Description of Data Cleaning

Cleaning is orchestrated predominantly through subroutines called by create.phenotype.report.

Cleaning steps are generally performed in the order of the documentation here; this is important to consider for various cascading behaviors.

Load Raw Input Phenotype Data

  • The package receives comma- or tab-delimited input data, with or without compression

  • Input data is expected to have a header

  • Comments are not respected

  • Quote characters around fields and delimiters between columns are both configurable in the library call (see ?process.phenotypes::create.phenotype.report for details)

Read in Configuration YAML

  • The package expects a dataset-specific configuration file and a shared model configuration file

  • The shared model config can be empty if you do not need variables defined across multiple questions

  • Shared models are useful in cases where several questions have identically-structured answers (e.g. yes/no, high/medium/low, etc.), whereas dataset-specific configuration is done per-column of input phenotype data

  • SurveyCTO form definitions can be automatically converted into shared model configurations, which can then be passed into the package

Drop Invalid Columns

  • Removes columns that are missing column headers

  • Removes columns for which the header is NA or equivalent in R

Sanitize Header Content in the Input Phenotype Data

  • All remaining column headers are mapped to alphanumeric values based on the normalized encoded value provided in the dataset-specific config (e.g. NN0001 in the example dataset-specific config)

String Cleanup

Convert to Lowercase

  • Uniformly converts all alphabetical characters to lowercase

  • This is to facilitate comparisons between values and accommodate data entry inconsistencies

Remove Whitespace

  • Collapses any repeated whitespace into a single instance of that whitespace

  • Takes any amount of space surrounding a dash between characters and collapses it down to just the dash (e.g. ABC  - 123 is converted to ABC-123)

Collapse Repeats

  • Specifically for back slashes, forward slashes, and periods, collapses repeating adjacent values to a single value

  • Forward and back slashes are harmonized to forward slashes only

Process Unicode Characters

  • Unicode characters are replaced with the most-likely matching non-Unicode intended character

  • The set of mappings is encoded in a process.phenotypes library file: system.file("unicode_pattern_replacements", package = "process.phenotypes").
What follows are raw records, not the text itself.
//! Analytic quotient of two PDFs.
//!
//! For independent positive quantities `N` and `D`, the density of `Q = N/D`
//! is `p(q) = ∫ f_D(x) · f_N(q·x) · x dx`. The integral is evaluated as a
//! sum over the denominator's support points, then the result is normalized.
//! Dividing a marker's displacement PDF by its age PDF gives the average
//! slip rate since that marker formed.

use thiserror::Error;

use super::pdf::{DomainError, PdfTable};

/// Axis steps used when no explicit step is given.
pub const DEFAULT_AXIS_STEPS: usize = 1000;

/// Refuse to build absurdly long quotient axes.
pub const MAX_AXIS_POINTS: usize = 1_000_000;

#[derive(Debug, Clone, PartialEq, Error)]
pub enum QuotientError {
    #[error("{which} PDF has no positive support with positive density")]
    NoPositiveSupport { which: &'static str },

    #[error("quotient axis is empty ({min} to {max})")]
    EmptyAxis { min: f64, max: f64 },

    #[error("invalid quotient step {step}")]
    InvalidStep { step: f64 },

    #[error("quotient axis would need {points} points (limit {limit})")]
    AxisTooLarge { points: usize, limit: usize },

    #[error(transparent)]
    Domain(#[from] DomainError),
}

#[derive(Debug, Clone, Copy, Default, PartialEq)]
pub struct QuotientOptions {
    /// Axis spacing; defaults to the axis range over [`DEFAULT_AXIS_STEPS`].
    pub step: Option<f64>,
    /// Upper cap on the quotient axis.
    pub max_quotient: Option<f64>,
}

/// Positive-valued support points with positive density.
fn positive_part(pdf: &PdfTable) -> (Vec<f64>, Vec<f64>) {
    pdf.support()
        .iter()
        .zip(pdf.density())
        .filter(|(&x, &p)| x > 0.0 && p > 0.0)
        .map(|(&x, &p)| (x, p))
        .unzip()
}

/// Density of `numerator / denominator`.
pub fn divide(
    numerator: &PdfTable,
    denominator: &PdfTable,
    options: &QuotientOptions,
) -> Result<PdfTable, QuotientError> {
    let (num_x, _) = positive_part(numerator);
    let (den_x, den_p) = positive_part(denominator);
    let (Some(&num_lo), Some(&num_hi)) = (num_x.first(), num_x.last()) else {
        return Err(QuotientError::NoPositiveSupport { which: "numerator" });
    };
    let (Some(&den_lo), Some(&den_hi)) = (den_x.first(), den_x.last()) else {
        return Err(QuotientError::NoPositiveSupport {
            which: "denominator",
        });
    };

    let q_min = num_lo / den_hi;
    let mut q_max = num_hi / den_lo;
    if let Some(cap) = options.max_quotient {
        q_max = q_max.min(cap);
    }
    if !(q_max > q_min) {
        return Err(QuotientError::EmptyAxis {
            min: q_min,
            max: q_max,
        });
    }

    let step = options
        .step
        .unwrap_or((q_max - q_min) / DEFAULT_AXIS_STEPS as f64);
    if !(step.is_finite() && step > 0.0) {
        return Err(QuotientError::InvalidStep { step });
    }
    let span = (q_max - q_min) / step;
    if span >= MAX_AXIS_POINTS as f64 {
        return Err(QuotientError::AxisTooLarge {
            points: span as usize + 1,
            limit: MAX_AXIS_POINTS,
        });
    }
    // Tolerate rounding so the default step lands on q_max.
    let points = (span + 1e-9).floor() as usize + 1;
    if points < 2 {
        return Err(QuotientError::EmptyAxis {
            min: q_min,
            max: q_max,
        });
    }

    let axis: Vec<f64> = (0..points).map(|i| q_min + step * i as f64).collect();
    let density: Vec<f64> = axis
        .iter()
        .map(|&q| {
            den_x
                .iter()
                .zip(&den_p)
                .map(|(&x, &p)| p * numerator.pdf(q * x) * x)
                .sum::<f64>()
        })
        .collect();

    Ok(PdfTable::new(axis, density)?)
}

#[cfg(test)]
mod tests {
    use super::*;

    fn uniform(lo: f64, hi: f64, n: usize) -> PdfTable {
        let support: Vec<f64> = (0..n)
            .map(|i| lo + (hi - lo) * i as f64 / (n - 1) as f64)
            .collect();
        PdfTable::new(support, vec![1.0; n]).unwrap()
    }

    #[test]
    fn dividing_by_near_constant_rescales() {
        // Denominator concentrated at 2: quotient ~ numerator / 2.
        let num = uniform(10.0, 20.0, 201);
        let den = PdfTable::new(vec![1.99, 2.0, 2.01], vec![0.0, 1.0, 0.0]).unwrap();
        let q = divide(&num, &den, &QuotientOptions::default()).unwrap();
        assert!((q.median() - 7.5).abs() < 0.05, "median {}", q.median());
        assert!(q.min() > 4.9 && q.max() < 10.1);
    }

    #[test]
    fn default_axis_has_about_a_thousand_steps() {
        let q = divide(
            &uniform(1.0, 2.0, 11),
            &uniform(1.0, 2.0, 11),
            &QuotientOptions::default(),
        )
        .unwrap();
        assert_eq!(q.points(), DEFAULT_AXIS_STEPS + 1);
        assert!((q.min() - 0.5).abs() < 1e-12);
    }

    #[test]
    fn max_quotient_caps_the_axis() {
        let options = QuotientOptions {
            step: Some(0.01),
            max_quotient: Some(1.0),
        };
        let q = divide(&uniform(1.0, 2.0, 11), &uniform(1.0, 2.0, 11), &options).unwrap();
        assert!(q.max() <= 1.0 + 1e-9);
    }

    #[test]
    fn rejects_non_positive_inputs() {
        let negative = uniform(-3.0, -1.0, 5);
        let positive = uniform(1.0, 2.0, 5);
        assert_eq!(
            divide(&negative, &positive, &QuotientOptions::default()).unwrap_err(),
            QuotientError::NoPositiveSupport { which: "numerator" }
        );
        assert_eq!(
            divide(&positive, &negative, &QuotientOptions::default()).unwrap_err(),
            QuotientError::NoPositiveSupport {
                which: "denominator"
            }
        );
    }

    #[test]
    fn rejects_bad_step_and_empty_axis() {
        let a = uniform(1.0, 2.0, 5);
        let bad_step = QuotientOptions {
            step: Some(0.0),
            max_quotient: None,
        };
        assert!(matches!(
            divide(&a, &a, &bad_step),
            Err(QuotientError::InvalidStep { .. })
        ));
        let capped = QuotientOptions {
            step: None,
            max_quotient: Some(0.1),
        };
        assert!(matches!(
            divide(&a, &a, &capped),
            Err(QuotientError::EmptyAxis { .. })
        ));
    }
}
//! Fuzz target for marker list parsing.

#![no_main]

use libfuzzer_sys::fuzz_target;
use riser_core::markers::parse_marker_list;
use std::path::Path;

fuzz_target!(|data: &[u8]| {
    let Ok(text) = std::str::from_utf8(data) else {
        return;
    };
    if let Ok(entries) = parse_marker_list(text, Path::new("/base"), Path::new("list.txt")) {
        for entry in entries {
            assert!(!entry.name.is_empty());
        }
    }
});
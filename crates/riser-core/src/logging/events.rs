//! Structured event vocabulary.
//!
//! Every event carries the run id and the pipeline stage it belongs to, so a
//! JSONL log of one run can be filtered and correlated without parsing
//! messages.

use serde::{Deserialize, Serialize};

/// Processing stages in the riser pipeline.
#[derive(Debug, Clone, Copy, PartialEq, Eq, Serialize, Deserialize)]
#[serde(rename_all = "snake_case")]
pub enum Stage {
    /// Startup and settings resolution.
    Init,
    /// Reading PDF files and marker lists.
    Load,
    /// Constrained resampling.
    Resample,
    /// Density estimation from rate pools.
    Estimate,
    /// Probable-range analysis.
    Analyze,
    /// Writing reports and PDF files.
    Output,
}

impl std::fmt::Display for Stage {
    fn fmt(&self, f: &mut std::fmt::Formatter<'_>) -> std::fmt::Result {
        let s = match self {
            Stage::Init => "init",
            Stage::Load => "load",
            Stage::Resample => "resample",
            Stage::Estimate => "estimate",
            Stage::Analyze => "analyze",
            Stage::Output => "output",
        };
        write!(f, "{}", s)
    }
}

/// Standard event names used in logging.
pub mod event_names {
    // Run lifecycle
    pub const RUN_STARTED: &str = "run.started";
    pub const RUN_FINISHED: &str = "run.finished";

    // Config/init events
    pub const CONFIG_LOADED: &str = "config.loaded";
    pub const CONFIG_DEFAULT_USED: &str = "config.default_used";

    // Load stage
    pub const PDF_LOADED: &str = "load.pdf";
    pub const MARKERS_LOADED: &str = "load.markers";

    // Resample stage
    pub const RESAMPLE_STARTED: &str = "resample.started";
    pub const RESAMPLE_WORKER_DONE: &str = "resample.worker_done";
    pub const RESAMPLE_FINISHED: &str = "resample.finished";
    pub const RESAMPLE_LOW_ACCEPTANCE: &str = "resample.low_acceptance";
    pub const RESAMPLE_NOT_CONVERGED: &str = "resample.not_converged";

    // Estimate / analyze stages
    pub const DENSITY_ESTIMATED: &str = "estimate.density";
    pub const RANGES_COMPUTED: &str = "analyze.ranges";

    // Output stage
    pub const OUTPUT_WRITTEN: &str = "output.written";

    // Error events
    pub const COMMAND_FAILED: &str = "command.failed";
}

/// Context for emitting events with a consistent run id.
#[derive(Debug, Clone)]
pub struct LogContext {
    /// Unique ID for this invocation.
    pub run_id: String,
    /// Subcommand being executed, once known.
    pub command: Option<String>,
}

impl LogContext {
    pub fn new(run_id: impl Into<String>) -> Self {
        LogContext {
            run_id: run_id.into(),
            command: None,
        }
    }

    pub fn with_command(mut self, command: impl Into<String>) -> Self {
        self.command = Some(command.into());
        self
    }
}
//! Fuzz target for settings.json parsing and validation.
//!
//! Tests that settings parsing handles arbitrary input without panicking.

#![no_main]

use libfuzzer_sys::fuzz_target;
use riser_config::{validate_settings, Settings};

fuzz_target!(|data: &[u8]| {
    let Ok(text) = std::str::from_utf8(data) else {
        return;
    };
    if let Ok(settings) = Settings::from_json(text) {
        let _ = validate_settings(&settings);
    }
});
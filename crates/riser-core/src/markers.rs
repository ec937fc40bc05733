//! Marker list files.
//!
//! One marker per line, youngest first:
//!
//! ```text
//! # name   age PDF        displacement PDF
//! T1       t1_age.txt     t1_disp.txt
//! T2       t2_age.txt     t2_disp.txt
//! ```
//!
//! Relative paths resolve against the list file's directory.

use std::path::{Path, PathBuf};

use thiserror::Error;

use crate::pdf_file::{read_pdf, PdfFileError};
use crate::resample::{Marker, MarkerChain, ResampleError};

#[derive(Debug, Error)]
pub enum MarkerFileError {
    #[error("I/O error reading marker list {path}: {source}")]
    Io {
        path: PathBuf,
        #[source]
        source: std::io::Error,
    },

    #[error("{path} line {line}: {message}")]
    Syntax {
        path: PathBuf,
        line: usize,
        message: String,
    },

    #[error("marker {marker}: {source}")]
    Pdf {
        marker: String,
        #[source]
        source: PdfFileError,
    },

    #[error(transparent)]
    Chain(#[from] ResampleError),
}

impl MarkerFileError {
    pub fn is_io(&self) -> bool {
        match self {
            MarkerFileError::Io { .. } => true,
            MarkerFileError::Pdf { source, .. } => source.is_io(),
            _ => false,
        }
    }
}

/// One parsed line of a marker list.
#[derive(Debug, Clone, PartialEq, Eq)]
pub struct MarkerEntry {
    pub name: String,
    pub age_path: PathBuf,
    pub displacement_path: PathBuf,
}

/// Parse marker list text. `base` is joined onto relative paths.
pub fn parse_marker_list(
    text: &str,
    base: &Path,
    source: &Path,
) -> Result<Vec<MarkerEntry>, MarkerFileError> {
    let mut entries: Vec<MarkerEntry> = Vec::new();
    for (index, raw) in text.lines().enumerate() {
        let line = index + 1;
        let trimmed = raw.trim();
        if trimmed.is_empty() || trimmed.starts_with('#') {
            continue;
        }
        let fields: Vec<&str> = trimmed.split_whitespace().collect();
        let &[name, age, disp] = fields.as_slice() else {
            return Err(MarkerFileError::Syntax {
                path: source.to_path_buf(),
                line,
                message: format!(
                    "expected `name age_file displacement_file`, found {} fields",
                    fields.len()
                ),
            });
        };
        if entries.iter().any(|e| e.name == name) {
            return Err(MarkerFileError::Syntax {
                path: source.to_path_buf(),
                line,
                message: format!("duplicate marker name {:?}", name),
            });
        }
        entries.push(MarkerEntry {
            name: name.to_string(),
            age_path: base.join(age),
            displacement_path: base.join(disp),
        });
    }
    Ok(entries)
}

/// Read a marker list and every PDF it names.
pub fn load_markers(path: &Path) -> Result<MarkerChain, MarkerFileError> {
    let text = std::fs::read_to_string(path).map_err(|source| MarkerFileError::Io {
        path: path.to_path_buf(),
        source,
    })?;
    let base = path.parent().unwrap_or_else(|| Path::new(""));
    let entries = parse_marker_list(&text, base, path)?;

    let mut markers = Vec::with_capacity(entries.len());
    for entry in entries {
        let pdf_err = |source: PdfFileError| MarkerFileError::Pdf {
            marker: entry.name.clone(),
            source,
        };
        let age = read_pdf(&entry.age_path).map_err(pdf_err)?;
        let displacement = read_pdf(&entry.displacement_path).map_err(pdf_err)?;
        markers.push(Marker::new(entry.name, age, displacement));
    }
    Ok(MarkerChain::new(markers)?)
}
//! RISeR math: PDF tables, sampling, density estimation and probable ranges.

pub mod math;

pub use math::pdf::{DomainError, PdfTable};
pub use math::sampler::{sample, InverseTransformSampler, ReplayUniforms, UniformSource};
pub use math::density::{
    estimate_density, select_bandwidth, Bandwidth, BinCount, DensityError, DensityMode,
    DensityOptions, Smoothing,
};
pub use math::ranges::{
    hpd, iqr, summarize, HpdInterval, HpdRanges, QuantileRange, RangeError, RangeMethod,
    RangeSummary, DEFAULT_HPD_RESOLUTION,
};
pub use math::parametric::{Distribution, DistributionKind, DEFAULT_POINTS};
pub use math::quotient::{divide, QuotientError, QuotientOptions};
pub use math::numeric;
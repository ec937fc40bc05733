//! RISeR core library
//!
//! Incremental slip rates from dated, offset geomorphic markers:
//! - Constrained resampling of marker ages and displacements
//! - Per-interval density estimation and probable ranges
//! - PDF and marker list files
//! - Settings loading, exit codes and structured logging for the CLI
//!
//! The binary entry point is in `main.rs`.

pub mod analysis;
pub mod config;
pub mod exit_codes;
pub mod logging;
pub mod markers;
pub mod output;
pub mod pdf_file;
pub mod pipeline;
pub mod resample;
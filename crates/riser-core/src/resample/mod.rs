//! Constrained resampling of incremental slip rates.
//!
//! Each iteration draws an age and a displacement for every marker,
//! computes the rate of every interval between adjacent markers, and keeps
//! the whole draw only if all rates are physically admissible: ages
//! strictly increase down the chain and no rate is negative (or above an
//! optional ceiling). Accepted rates accumulate in one pool per interval
//! until each pool holds the target count.

pub mod engine;
pub mod marker;
pub mod pool;
pub mod verdict;

pub use engine::{resample, resample_with_source, ResampleOutcome, ResampleStats};
pub use marker::{Marker, MarkerChain};
pub use pool::RatePools;
pub use verdict::{judge, RateScratch, Rejection, Verdict};

use thiserror::Error;

/// The iteration cap ran out before every pool reached the target.
#[derive(Debug, Clone, PartialEq, Error)]
#[error(
    "resampling did not converge: {achieved} of {target} samples accepted after {iterations} \
     iterations (acceptance rate {acceptance_rate:.4})"
)]
pub struct ConvergenceError {
    pub target: usize,
    pub achieved: usize,
    pub iterations: u64,
    pub acceptance_rate: f64,
}

#[derive(Debug, Clone, PartialEq, Error)]
pub enum ResampleError {
    #[error(transparent)]
    Convergence(#[from] ConvergenceError),

    #[error("at least 2 markers are needed to form an interval (got {count})")]
    TooFewMarkers { count: usize },

    #[error("age and displacement lists differ in length ({ages} vs {displacements})")]
    MismatchedLists { ages: usize, displacements: usize },

    #[error("invalid resample settings: {0}")]
    InvalidSettings(String),

    #[error("resampling worker {index} panicked")]
    WorkerFailed { index: usize },
}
  • If you need different mappings, either edit the library file, or submit an issue or MR to the repo. We may eventually expose this mapping file as a user-configurable option.

Remove Excel Error Codes

  • Takes a series of recognized Excel error codes and converts them into NAs

  • Includes the following Excel error codes, in any case combination, and optionally prepended by an equals sign

    • #DIV/0!

    • #ERROR!

    • #VALUE!

  • Counts the detected instances of these errors and emits this information into the downstream report

Detect Remaining Unicode Characters

  • Searches for anything remaining in the Unicode range and adds it to the downstream report for manual follow-up

Remove Non-word Characters

  • For variables that are not designated string in the dataset-specific config, do the following:

    • Prefix with a 0 entries denoted as numeric type, starting with a period, and followed by numbers

    • For entries starting with > or <, replace with greater than or less than, respectively

    • For entries that begin with - and are followed by at least one numeric character, the value is set to NA

    • Non-word characters are removed from the beginning and end of entries (non-word corresponds to \W, aka [^A-Za-z0-9_])

Normalize Missing Values

  • Attempt to capture a wide array of missing value indications, inclusive of common mispellings, and set them to NA

  • This will catch some but not all potential intended NA values; additional NA values can be configured in the relevant section in the dataset-specific config

Apply Variable-specific NA Values

  • Takes NA values enumerated under na-values in the dataset-specific config file and substitutes them with NA for a given variable

  • If suppress_output is true in the dataset-specific config for a given variable, all entries for that variable are substituted with NA in the output

Apply Type Conversions

  • Each variable has a “type” specified either in the dataset-specific config, or in the shared models config. This step converts the values within a given variable to the type specified

  • If by this point in the cleaning process there are still entries that cannot be successfully converted to the specified type, those values are set to NA, and a count of these instances is emitted in the report for each variable

  • See this page for details on available variable types

Exclude Subjects by Age

  • In the dataset-specific config, there is a mandatory tag min_age_for_inclusion; there is also a tag subject_age used to define which variable contains age information

  • The minimum permissible age, as defined above, is applied to the subject age values, and any subject with an age below the minimum is excluded from the output. The number of subjects excluded here is emitted in the report

Exclude Subjects Missing Subject IDs

  • Excludes subjects from output if they have no value present in the variable marked in the config with the subject_id tag

Apply Bounds on Numeric Data

  • For numeric or date type variables, there can optionally be bounds applied (min, max, or standard deviation) per variable in the dataset-specific config

  • If any bounds are present, they are applied here. Values outside the bounds are excluded from the output, and the count of excluded values is emitted in the report

    • For standard deviation, the bounds applied are the indicated number of deviations above and below the mean

Attempt to Harmonize Self-reported Ancestry Labels

Experimental

  • This content is experimental and subject to change

  • Free-text self-reported ancestry groups are subject to substantial variation in spelling, specificity, etc.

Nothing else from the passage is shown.